Stored data entries:
*** Begin section ***

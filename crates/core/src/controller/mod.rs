//! Offline asset cache controller.
//!
//! One controller instance owns one versioned bucket and reacts to three
//! host events:
//!
//! - install: pre-populate the bucket with the static asset list
//! - activate: delete every bucket of another version
//! - fetch: network-first answering of intercepted requests
//!
//! No handler ever returns an error to the requesting page. Failures are
//! logged and degrade to a cached entry or the synthesized 503 response.

mod intercept;
mod lifecycle;
mod state;

use std::sync::Arc;

use tokio::sync::Mutex;
use tokio::task::JoinSet;
use url::Url;

use crate::Error;
use crate::cache::{BucketName, CacheStorage};
use crate::config::AppConfig;
use crate::network::Network;
use crate::origin::{parse_origin, resolve};
use crate::request::{CacheRequest, CacheResponse};

pub use intercept::{FetchOutcome, ResponseSource};
pub use lifecycle::{ActivateReport, AssetFailure, InstallReport};
pub use state::{ControllerState, ControllerStatus};

use state::Lifecycle;

/// Static inputs of a controller: where it lives and what it guarantees offline.
#[derive(Debug, Clone)]
pub struct ControllerSettings {
    pub origin: Url,
    pub bucket: BucketName,
    pub static_assets: Vec<String>,
    pub fallback_document: String,
}

impl ControllerSettings {
    /// # Errors
    ///
    /// Returns `Error::InvalidUrl` for a bad origin and `Error::InvalidBucket`
    /// for an unusable prefix/version pair.
    pub fn from_config(config: &AppConfig) -> Result<Self, Error> {
        let origin = parse_origin(&config.origin).map_err(|e| Error::InvalidUrl(e.to_string()))?;
        let bucket = BucketName::new(&config.cache_prefix, config.cache_version)?;
        Ok(Self {
            origin,
            bucket,
            static_assets: config.static_assets.clone(),
            fallback_document: config.fallback_document.clone(),
        })
    }

    /// Resolve a path or URL against the origin.
    pub fn resolve(&self, input: &str) -> Result<Url, Error> {
        resolve(&self.origin, input).map_err(|e| Error::InvalidUrl(format!("{input}: {e}")))
    }
}

/// The offline cache controller.
pub struct OfflineController {
    settings: ControllerSettings,
    bucket: String,
    storage: Arc<dyn CacheStorage>,
    network: Arc<dyn Network>,
    lifecycle: Mutex<Lifecycle>,
    pending: Mutex<JoinSet<()>>,
}

impl OfflineController {
    pub fn new(settings: ControllerSettings, storage: Arc<dyn CacheStorage>, network: Arc<dyn Network>) -> Self {
        let bucket = settings.bucket.to_string();
        Self {
            settings,
            bucket,
            storage,
            network,
            lifecycle: Mutex::new(Lifecycle::default()),
            pending: Mutex::new(JoinSet::new()),
        }
    }

    pub fn settings(&self) -> &ControllerSettings {
        &self.settings
    }

    /// Name of the bucket this controller owns.
    pub fn bucket(&self) -> &str {
        &self.bucket
    }

    pub async fn status(&self) -> ControllerStatus {
        let lifecycle = self.lifecycle.lock().await;
        ControllerStatus {
            state: lifecycle.state,
            bucket: self.bucket.clone(),
            skip_waiting: lifecycle.skip_waiting,
            clients_claimed: lifecycle.clients_claimed,
        }
    }

    /// Wait for every background bucket write started so far.
    ///
    /// Hosts call this before shutting the controller down.
    pub async fn settle(&self) {
        let mut pending = std::mem::take(&mut *self.pending.lock().await);
        while let Some(result) = pending.join_next().await {
            if let Err(e) = result {
                tracing::warn!(error = %e, "background cache write aborted");
            }
        }
    }

    /// Write a response into the bucket without holding up the caller.
    async fn store_in_background(&self, request: CacheRequest, response: CacheResponse) {
        let storage = Arc::clone(&self.storage);
        let bucket = self.bucket.clone();

        let mut pending = self.pending.lock().await;
        while pending.try_join_next().is_some() {}
        pending.spawn(async move {
            match storage.put(&bucket, &request, &response).await {
                Ok(()) => tracing::debug!(%bucket, url = %request.url, "stored response"),
                Err(e) => tracing::warn!(%bucket, url = %request.url, error = %e, "cache write failed"),
            }
        });
    }
}

#[cfg(test)]
pub(crate) mod testing {
    use super::*;
    use crate::cache::MemoryStorage;
    use crate::network::StaticNetwork;

    pub const ORIGIN: &str = "https://youth.example.org";

    pub fn settings(version: u32) -> ControllerSettings {
        let config = AppConfig { origin: ORIGIN.into(), cache_version: version, ..Default::default() };
        ControllerSettings::from_config(&config).unwrap()
    }

    pub fn url(path: &str) -> Url {
        Url::parse(ORIGIN).unwrap().join(path).unwrap()
    }

    pub struct Harness {
        pub storage: Arc<MemoryStorage>,
        pub network: Arc<StaticNetwork>,
        pub controller: OfflineController,
    }

    pub fn harness(version: u32) -> Harness {
        let storage = Arc::new(MemoryStorage::new());
        let network = Arc::new(StaticNetwork::new());
        let controller = OfflineController::new(
            settings(version),
            Arc::clone(&storage) as Arc<dyn CacheStorage>,
            Arc::clone(&network) as Arc<dyn Network>,
        );
        Harness { storage, network, controller }
    }

    /// Route every default static asset to a 200 response.
    pub fn route_static_assets(network: &StaticNetwork) {
        for asset in crate::config::DEFAULT_STATIC_ASSETS {
            network.set_route(url(asset).as_str(), CacheResponse::new(200, "OK", format!("asset {asset}")));
        }
    }
}

#[cfg(test)]
mod tests {
    use super::testing::*;
    use super::*;

    #[test]
    fn test_settings_from_config() {
        let settings = settings(19);
        assert_eq!(settings.bucket.to_string(), "yfo-cache-v19");
        assert_eq!(settings.origin.as_str(), "https://youth.example.org/");
        assert_eq!(settings.fallback_document, "/index.html");
        assert_eq!(settings.resolve("/ads.txt").unwrap(), url("/ads.txt"));
    }

    #[test]
    fn test_settings_rejects_bad_origin() {
        let config = AppConfig { origin: "not a url".into(), ..Default::default() };
        assert!(matches!(ControllerSettings::from_config(&config), Err(Error::InvalidUrl(_))));
    }

    #[tokio::test]
    async fn test_initial_status() {
        let h = harness(19);
        let status = h.controller.status().await;
        assert_eq!(status.state, ControllerState::Parsed);
        assert_eq!(status.bucket, "yfo-cache-v19");
        assert!(!status.skip_waiting);
        assert!(!status.clients_claimed);
    }

    #[tokio::test]
    async fn test_settle_with_nothing_pending() {
        let h = harness(19);
        h.controller.settle().await;
    }
}
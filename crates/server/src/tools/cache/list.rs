//! cache_list tool implementation.
//!
//! Lists buckets, or the entries of one bucket.

use rmcp::{ErrorData as McpError, model::CallToolResult};
use schemars::JsonSchema;
use serde::{Deserialize, Serialize};
use swcache_core::Error;

use crate::tools::{AppState, json_result};

/// Parameters for the cache_list tool.
#[derive(Debug, Clone, Default, Serialize, Deserialize, JsonSchema)]
pub struct CacheListParams {
    /// Bucket to list entries of. Omit to list buckets.
    #[serde(default)]
    pub bucket: Option<String>,
}

#[derive(Debug, Clone, Serialize, Deserialize, JsonSchema)]
pub struct BucketSummary {
    pub name: String,
    pub entries: usize,
    /// Whether this is the bucket the running controller owns.
    pub current: bool,
}

#[derive(Debug, Clone, Serialize, Deserialize, JsonSchema)]
pub struct EntrySummary {
    pub method: String,
    pub url: String,
    pub status: u16,
    pub content_type: Option<String>,
    pub bytes: usize,
    pub stored_at: String,
}

/// Output from the cache_list tool.
#[derive(Debug, Clone, Serialize, Deserialize, JsonSchema)]
#[serde(untagged)]
pub enum CacheListOutput {
    Buckets { buckets: Vec<BucketSummary> },
    Entries { bucket: String, entries: Vec<EntrySummary> },
}

/// Implementation of the cache_list tool.
pub async fn list_impl(state: &AppState, params: CacheListParams) -> Result<CallToolResult, McpError> {
    let output = match params.bucket {
        None => {
            let mut buckets = Vec::new();
            for name in state.storage.keys().await? {
                let entries = state.storage.entries(&name).await?.len();
                let current = name == state.controller.bucket();
                buckets.push(BucketSummary { name, entries, current });
            }
            CacheListOutput::Buckets { buckets }
        }
        Some(bucket) => {
            if !state.storage.has(&bucket).await? {
                return Err(Error::CacheMiss(bucket).into());
            }
            let entries = state
                .storage
                .entries(&bucket)
                .await?
                .into_iter()
                .map(|e| EntrySummary {
                    content_type: e.response.header("content-type").map(str::to_string),
                    bytes: e.response.body.len(),
                    status: e.response.status,
                    method: e.method,
                    url: e.url,
                    stored_at: e.stored_at,
                })
                .collect();
            CacheListOutput::Entries { bucket, entries }
        }
    };

    json_result(&output)
}
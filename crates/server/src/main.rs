//! swcache server entry point.
//!
//! Loads configuration, opens the bucket database, runs install and
//! activate for the configured version, then serves MCP on stdio.
//! Logging goes to stderr to avoid interfering with the JSON-RPC protocol on stdout.

use std::sync::Arc;

use anyhow::{Context, Result};
use rmcp::service::serve_server;
use rmcp::transport::io::stdio;
use swcache_client::{FetchConfig, HttpNetwork};
use swcache_core::{AppConfig, CacheStorage, ControllerSettings, Network, OfflineController, SqliteStorage};
use tracing_subscriber::EnvFilter;

mod handler;
mod tools;

#[tokio::main]
async fn main() -> Result<()> {
    tracing_subscriber::fmt()
        .with_env_filter(EnvFilter::from_default_env())
        .with_writer(std::io::stderr)
        .json()
        .init();

    let config = AppConfig::load().context("loading configuration")?;
    let settings = ControllerSettings::from_config(&config)?;

    let storage: Arc<dyn CacheStorage> = Arc::new(
        SqliteStorage::open(&config.db_path)
            .await
            .with_context(|| format!("opening {}", config.db_path.display()))?,
    );
    let network: Arc<dyn Network> = Arc::new(HttpNetwork::new(FetchConfig::from(&config))?);
    let controller = OfflineController::new(settings, Arc::clone(&storage), Arc::clone(&network));

    let install = controller.install().await;
    if !install.complete() {
        tracing::warn!(failed = install.failed.len(), "static assets not fully cached; offline coverage is partial");
    }
    controller.activate().await;

    let state = Arc::new(tools::AppState::new(controller, storage, network));

    tracing::info!(origin = %config.origin, bucket = %state.controller.bucket(), "Starting swcache server on stdio transport");

    let handler = handler::SwCacheServer::new(Arc::clone(&state));
    let transport = stdio();
    let server = serve_server(handler, transport).await?;

    server.waiting().await?;
    state.controller.settle().await;

    Ok(())
}
//! Request identity keys for bucket entries.

use sha2::{Digest, Sha256};
use url::Url;

/// The URL an entry is stored under: the request URL without its fragment.
pub fn canonical_url(url: &Url) -> String {
    let mut url = url.clone();
    url.set_fragment(None);
    url.into()
}

/// Compute the key of a bucket entry from the request method and URL.
///
/// The method is upper-cased so `get` and `GET` address the same entry, and
/// the fragment is dropped so `/logo.png#v2` and `/logo.png` do too.
pub fn compute_entry_key(method: &str, url: &Url) -> String {
    let mut hasher = Sha256::new();
    hasher.update(method.to_ascii_uppercase().as_bytes());
    hasher.update(b"\n");
    hasher.update(canonical_url(url).as_bytes());
    hex::encode(hasher.finalize())
}
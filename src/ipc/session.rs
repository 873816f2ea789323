use crate::murmur::AdminServer;
use crate::telemetry::{log_content_enabled, redact_params};
use serde::Serialize;
use std::io::{self, BufRead, Write};
use std::time::Instant;

use super::failure::failure_message;
use super::protocol::{ReadySignal, Request, Response};
use super::router::dispatch;

/// Counters reported when the loop ends.
#[derive(Debug, Clone, Copy, Default, PartialEq, Eq)]
pub struct LoopStats {
    pub requests: u64,
    pub failures: u64,
}

// ============================================================================
// Output
// ============================================================================

/// Writes one JSON line and flushes so the parent sees it immediately.
pub fn send_line<W: Write, T: Serialize>(output: &mut W, message: &T) -> io::Result<()> {
    let json = serde_json::to_string(message)?;
    writeln!(output, "{json}")?;
    output.flush()
}

pub fn send_ready<W: Write>(output: &mut W) -> io::Result<()> {
    send_line(output, &ReadySignal::READY)
}

// ============================================================================
// Request Handling
// ============================================================================

/// Turns one trimmed, non-blank input line into exactly one response.
pub fn handle_line(server: &mut dyn AdminServer, line: &str) -> Response {
    let request = match Request::parse(line) {
        Ok(request) => request,
        Err(malformed) => {
            tracing::warn!(error = %malformed.message, "malformed request line");
            return Response::failure(malformed.id, malformed.message);
        }
    };

    if log_content_enabled() {
        tracing::debug!(
            id = %request.id,
            method = %request.method,
            params = %redact_params(&request.params),
            "dispatching request"
        );
    } else {
        tracing::debug!(id = %request.id, method = %request.method, "dispatching request");
    }

    let started = Instant::now();
    match dispatch(server, &request.method, &request.params) {
        Ok(result) => {
            tracing::debug!(
                id = %request.id,
                method = %request.method,
                elapsed_ms = started.elapsed().as_millis() as u64,
                "request completed"
            );
            Response::success(request.id, result)
        }
        Err(err) => {
            let message = failure_message(&err);
            tracing::warn!(
                id = %request.id,
                method = %request.method,
                error = %message,
                "request failed"
            );
            Response::failure(request.id, message)
        }
    }
}

// ============================================================================
// Command Loop
// ============================================================================

/// Serves requests from `input` until end of input, strictly in order.
///
/// Per-request problems become error responses. Only a failure to read input
/// or to write a response ends the loop early.
pub fn run_ipc_loop<R: BufRead, W: Write>(
    server: &mut dyn AdminServer,
    mut input: R,
    mut output: W,
) -> io::Result<LoopStats> {
    let mut stats = LoopStats::default();
    let mut buf = Vec::new();

    loop {
        buf.clear();
        if input.read_until(b'\n', &mut buf)? == 0 {
            break;
        }
        let line = String::from_utf8_lossy(&buf);
        let trimmed = line.trim();
        if trimmed.is_empty() {
            continue;
        }

        let response = handle_line(server, trimmed);
        stats.requests += 1;
        if response.is_failure() {
            stats.failures += 1;
        }
        send_line(&mut output, &response)?;
    }

    tracing::info!(
        requests = stats.requests,
        failures = stats.failures,
        "input closed; command loop finished"
    );
    Ok(stats)
}
//! Minimal ZeroC Ice client: protocol 1.0 framing and encoding 1.0 data,
//! enough to call the Murmur admin servants over one TCP connection.

mod connection;
pub mod encoding;
mod error;
pub mod protocol;

pub use connection::Connection;
pub use encoding::{DecodeError, Identity, InputStream, OutputStream};
pub use error::IceError;
pub use protocol::{Encapsulation, OperationMode};
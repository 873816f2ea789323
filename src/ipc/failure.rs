//! Request-level failures and their translation into the `error` string of a
//! response. Nothing here is fatal: the session stays usable afterwards.

use crate::murmur::{MurmurException, RemoteError};
use thiserror::Error;

/// Shown when the server rejects the write secret.
pub const INVALID_SECRET_MESSAGE: &str = "Murmur: InvalidSecret - check MUMBLE_ICE_SECRET";

#[derive(Debug, Error)]
pub enum DispatchError {
    #[error("Unknown method: {0}")]
    UnknownMethod(String),
    #[error("Missing parameter: {0}")]
    MissingParam(String),
    #[error("Invalid {field}: {reason}")]
    InvalidParam { field: String, reason: String },
    #[error(transparent)]
    Remote(#[from] RemoteError),
}

/// Error text for a failed request.
pub fn failure_message(err: &DispatchError) -> String {
    match err {
        DispatchError::Remote(RemoteError::Murmur(MurmurException::InvalidSecret)) => {
            INVALID_SECRET_MESSAGE.to_string()
        }
        DispatchError::Remote(RemoteError::Murmur(kind)) if kind.is_not_found() => {
            format!("Murmur: {}", kind.name())
        }
        other => other.to_string(),
    }
}

#[cfg(test)]
mod tests {
    use super::*;
    use crate::ice::IceError;

    #[test]
    fn not_found_exceptions_use_kind_name() {
        let err = DispatchError::from(RemoteError::Murmur(MurmurException::InvalidUser));
        assert_eq!(failure_message(&err), "Murmur: InvalidUserException");
        let err = DispatchError::from(RemoteError::Murmur(MurmurException::InvalidChannel));
        assert_eq!(failure_message(&err), "Murmur: InvalidChannelException");
    }

    #[test]
    fn invalid_secret_points_at_configuration() {
        let err = DispatchError::from(RemoteError::Murmur(MurmurException::InvalidSecret));
        assert_eq!(failure_message(&err), INVALID_SECRET_MESSAGE);
    }

    #[test]
    fn other_failures_use_display_text() {
        let err = DispatchError::UnknownMethod("frobnicate".to_string());
        assert_eq!(failure_message(&err), "Unknown method: frobnicate");

        let err = DispatchError::from(RemoteError::Murmur(MurmurException::ServerBooted));
        assert_eq!(failure_message(&err), "Murmur: ServerBootedException");

        let err = DispatchError::from(RemoteError::Transport(IceError::ConnectionClosed));
        assert_eq!(failure_message(&err), "connection closed by peer");
    }
}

*** End section ***

> _Exercise prompt_: Take every line above where "enum" appears and copy it.

> _Result below_:
pub enum CacheListOutput {
pub enum DispatchError {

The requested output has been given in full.